Servidor concursado do Rioprevidência, o fundo de aposentadorias dos servidores do Rio de Janeiro, Nicholas Ribeiro da Costa Cardoso pediu licença depois de ter sido destituído da direção da autarquia a pedido do Ministério Público do estado em meio às investigações sobre aportes no Banco Master. Antes do afastamento, ele chegou a ser transferido para a comissão de licitação, mas a nova gestão entendeu que, dado o histórico, Nicholas não poderia continuar no setor e pediu a transferência dele para a gerência de recursos humanos, departamento onde são vinculados servidores que aguardam uma nova designação.

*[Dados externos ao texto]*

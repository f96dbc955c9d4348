//! Boolean flags shared between interrupt handlers and the main loop.

use core::cell::Cell;

use embassy_sync::blocking_mutex::Mutex;
use embassy_sync::blocking_mutex::raw::CriticalSectionRawMutex;

/// A single boolean that an interrupt handler may set and the main loop
/// consumes.
///
/// Every access runs inside a critical section, so `take` reads and clears
/// the flag in one step even when an edge fires between the two. Setting an
/// already raised flag is a no-op: edges that arrive before the main loop
/// consumes the flag are coalesced.
pub struct IrqFlag {
    raised: Mutex<CriticalSectionRawMutex, Cell<bool>>,
}

impl IrqFlag {
    /// Create a lowered flag. Usable in `static` items.
    pub const fn new() -> Self {
        Self {
            raised: Mutex::new(Cell::new(false)),
        }
    }

    /// Raise the flag. Never blocks beyond the critical section.
    #[inline]
    pub fn raise(&self) {
        self.raised.lock(|raised| raised.set(true));
    }

    /// Read and clear the flag atomically.
    #[inline]
    pub fn take(&self) -> bool {
        self.raised.lock(|raised| raised.replace(false))
    }

    /// Read the flag without clearing it.
    #[inline]
    pub fn is_raised(&self) -> bool {
        self.raised.lock(|raised| raised.get())
    }

    /// Lower the flag, discarding any pending event.
    #[inline]
    pub fn clear(&self) {
        self.raised.lock(|raised| raised.set(false));
    }
}

impl Default for IrqFlag {
    fn default() -> Self {
        Self::new()
    }
}

#[cfg(test)]
mod tests {
    use super::*;

    #[test]
    fn take_clears_the_flag_exactly_once() {
        let flag = IrqFlag::new();
        flag.raise();

        assert!(flag.take());
        assert!(!flag.take());
    }

    #[test]
    fn repeated_raises_coalesce() {
        let flag = IrqFlag::new();
        flag.raise();
        flag.raise();
        flag.raise();

        assert!(flag.take());
        assert!(!flag.is_raised());
    }

    #[test]
    fn flag_is_usable_from_another_thread() {
        static FLAG: IrqFlag = IrqFlag::new();

        std::thread::spawn(|| FLAG.raise()).join().unwrap();

        assert!(FLAG.take());
    }
}
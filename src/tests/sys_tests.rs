#[allow(unused_parens)]
#[cfg(test)]
pub mod sys_tests {

    use super::super::setup::*;
    use crate::compress::{CompressorConfig, Threshold};
    use crate::interface::{Endianness, SimpleHost, VecMemory};
    use crate::rawposix::{SyscallConfig, SyscallProxy};
    use crate::sysdefs::constants::{Sysno, GUEST_AT_FDCWD};
    use crate::typemap::SandboxRoot;

    use std::time::{Duration, Instant};

    const AT: u64 = GUEST_AT_FDCWD as u64;

    fn compress_proxy(slots: usize) -> (TestProxy, tempfile::TempDir) {
        let dir = tempfile::tempdir().unwrap();
        let root = std::fs::canonicalize(dir.path()).unwrap();
        let config = SyscallConfig {
            sandbox: SandboxRoot::from_resolved(root.to_str().unwrap().as_bytes()),
            compressor: CompressorConfig {
                slots,
                write_buf_size: 64,
                threshold: Threshold::new(1, 2).unwrap(),
            },
        };
        let host = SimpleHost::new(
            VecMemory::new(MEM_BASE, MEM_SIZE),
            vec!["prog".to_string()],
            Endianness::Little,
        );
        (SyscallProxy::new(host, config).unwrap(), dir)
    }

    /// Poll a job from the guest side until it leaves "pending".
    fn query_until_done(p: &mut TestProxy, id: i64) -> i64 {
        let deadline = Instant::now() + Duration::from_secs(30);
        loop {
            let status = syscall(p, Sysno::Compressquery, &[id as u64]);
            if status != 2 || Instant::now() > deadline {
                return status;
            }
            std::thread::sleep(Duration::from_millis(5));
        }
    }

    #[test]
    pub fn ut_sys_getmainvars_layout() {
        let mut p = proxy_with(
            Endianness::Little,
            SandboxRoot::unconfined(),
            &["prog", "-n", "42"],
        );
        assert_eq!(syscall(&mut p, Sysno::Getmainvars, &[BUF, 4096]), 0);

        // argc, three pointers, argv NULL, envp NULL
        let header = get(&p, BUF, 6 * 8);
        let word = |i: usize| le_u64(&header, i * 8);
        assert_eq!(word(0), 3);
        assert_eq!(word(4), 0);
        assert_eq!(word(5), 0);

        let strings = BUF + 6 * 8;
        assert_eq!(word(1), strings);
        assert_eq!(word(2), strings + 5);
        assert_eq!(word(3), strings + 8);
        assert_eq!(get(&p, strings, 11), b"prog\0-n\042\0");
    }

    #[test]
    pub fn ut_sys_getmainvars_big_endian() {
        let mut p = proxy_with(Endianness::Big, SandboxRoot::unconfined(), &["a"]);
        assert_eq!(syscall(&mut p, Sysno::Getmainvars, &[BUF, 4096]), 0);
        let header = get(&p, BUF, 4 * 8);
        assert_eq!(&header[..8], &[0, 0, 0, 0, 0, 0, 0, 1]);
        assert_eq!(
            u64::from_be_bytes(header[8..16].try_into().unwrap()),
            BUF + 4 * 8
        );
    }

    #[test]
    pub fn ut_sys_getmainvars_too_small() {
        let mut p = proxy_with(Endianness::Little, SandboxRoot::unconfined(), &["prog"]);
        put(&mut p, BUF, &[0xee; 64]);
        // needs 4 words plus "prog\0"
        assert_eq!(
            syscall(&mut p, Sysno::Getmainvars, &[BUF, 36]),
            -i64::from(libc::ENOMEM)
        );
        assert_eq!(get(&p, BUF, 64), vec![0xee; 64]);
        assert_eq!(syscall(&mut p, Sysno::Getmainvars, &[BUF, 37]), 0);
    }

    #[test]
    pub fn ut_sys_compressfile_end_to_end() {
        let (mut p, dir) = compress_proxy(4);
        std::fs::write(dir.path().join("ckpt"), vec![0u8; 1000]).unwrap();

        let (name, len) = put_name(&mut p, NAMES, "/ckpt");
        let id = syscall(&mut p, Sysno::Compressfile, &[AT, name, len]);
        assert!((0..4).contains(&id));
        assert_eq!(query_until_done(&mut p, id), 0);
        // consumed
        assert_eq!(syscall(&mut p, Sysno::Compressquery, &[id as u64]), 2);

        let out = std::fs::read(dir.path().join("ckpt")).unwrap();
        assert_eq!(out[0], 1);
        assert_eq!(out.len(), 37);
    }

    #[test]
    pub fn ut_sys_compressfile_relative_to_dirfd() {
        let (mut p, dir) = compress_proxy(4);
        std::fs::create_dir(dir.path().join("snap")).unwrap();
        std::fs::write(dir.path().join("snap/ckpt"), vec![0u8; 1000]).unwrap();

        let (name, len) = put_name(&mut p, NAMES, "/snap");
        let dirfd = syscall(
            &mut p,
            Sysno::Openat,
            &[AT, name, len, (libc::O_RDONLY | libc::O_DIRECTORY) as u64, 0],
        );
        assert!(dirfd >= 3);

        let (name, len) = put_name(&mut p, NAMES, "ckpt");
        let id = syscall(&mut p, Sysno::Compressfile, &[dirfd as u64, name, len]);
        assert!(id >= 0);
        // the job holds its own copy of the directory
        assert_eq!(syscall(&mut p, Sysno::Close, &[dirfd as u64]), 0);
        assert_eq!(query_until_done(&mut p, id), 0);
        assert_eq!(std::fs::read(dir.path().join("snap/ckpt")).unwrap().len(), 37);
    }

    #[test]
    pub fn ut_sys_compressfile_survives_chdir() {
        let _guard = lock_cwd();
        let before = std::env::current_dir().unwrap();
        let (mut p, dir) = compress_proxy(4);
        std::fs::create_dir(dir.path().join("a")).unwrap();
        std::fs::create_dir(dir.path().join("b")).unwrap();
        std::fs::write(dir.path().join("a/ckpt"), vec![0u8; 1000]).unwrap();

        let (a, _) = put_name(&mut p, NAMES, "/a");
        let (b, _) = put_name(&mut p, NAMES2, "/b");
        assert_eq!(syscall(&mut p, Sysno::Chdir, &[a]), 0);
        let (name, len) = put_name(&mut p, BUF, "ckpt");
        let id = syscall(&mut p, Sysno::Compressfile, &[AT, name, len]);
        assert!(id >= 0);
        // the guest moves on before the job finishes
        assert_eq!(syscall(&mut p, Sysno::Chdir, &[b]), 0);
        let status = query_until_done(&mut p, id);
        std::env::set_current_dir(&before).unwrap();

        assert_eq!(status, 0);
        assert_eq!(std::fs::read(dir.path().join("a/ckpt")).unwrap().len(), 37);
        assert!(!dir.path().join("b/ckpt").exists());
    }

    #[test]
    pub fn ut_sys_compressfile_failures() {
        let (mut p, _dir) = compress_proxy(1);
        let (name, len) = put_name(&mut p, NAMES, "/missing");
        let id = syscall(&mut p, Sysno::Compressfile, &[AT, name, len]);
        assert_eq!(id, 0);

        // the only slot is held until its result is read
        let deadline = Instant::now() + Duration::from_secs(30);
        while p.compressors().state(0) != Some(crate::compress::JobState::Error)
            && Instant::now() < deadline
        {
            std::thread::sleep(Duration::from_millis(5));
        }
        assert_eq!(syscall(&mut p, Sysno::Compressfile, &[AT, name, len]), -1);
        assert_eq!(syscall(&mut p, Sysno::Compressquery, &[0]), 1);
        assert_eq!(syscall(&mut p, Sysno::Compressquery, &[0]), 2);

        // unknown directory descriptor
        assert_eq!(
            syscall(&mut p, Sysno::Compressfile, &[40, name, len]),
            -i64::from(libc::EBADF)
        );
        // out of range job ids
        assert_eq!(syscall(&mut p, Sysno::Compressquery, &[1]), -1);
        assert_eq!(syscall(&mut p, Sysno::Compressquery, &[u64::MAX]), -1);
    }
}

Nicholas foi diretor de administração e finanças, o setor responsável por deliberar sobre investimentos do fundo de aposentadorias, e chegou a acumular interinamente a presidência do órgão depois que Deivis Marcon Antunes, então chefe do Rioprevidência, entrou na mira da Polícia Federal por suspeita de corrupção no escândalo do Banco Master.
Em uma tentativa de conter a crise envolvendo as aplicações no banco de Daniel Vorcaro, o ex-governador Cláudio Castro (PL) nomeou o servidor de carreira para a diretoria. Nicholas foi destituído pelo desembargador Ricardo Couto, governador em exercício, após um alerta do Ministério Público.
O MP pediu o afastamento porque, mesmo após as operações suspeitas envolvendo o Banco Master, o Rioprevidência investiu R$ 118 milhões em fundos de investimentos geridos por instituições financeiras não cadastradas junto à autarquia.
O servidor integra os quadros do Rioprevidência desde 2013. A remuneração bruta dele é de R$ 25 mil ou R$ 16 mil em valores líquidos. Nicholas está de licença desde 29 de abril.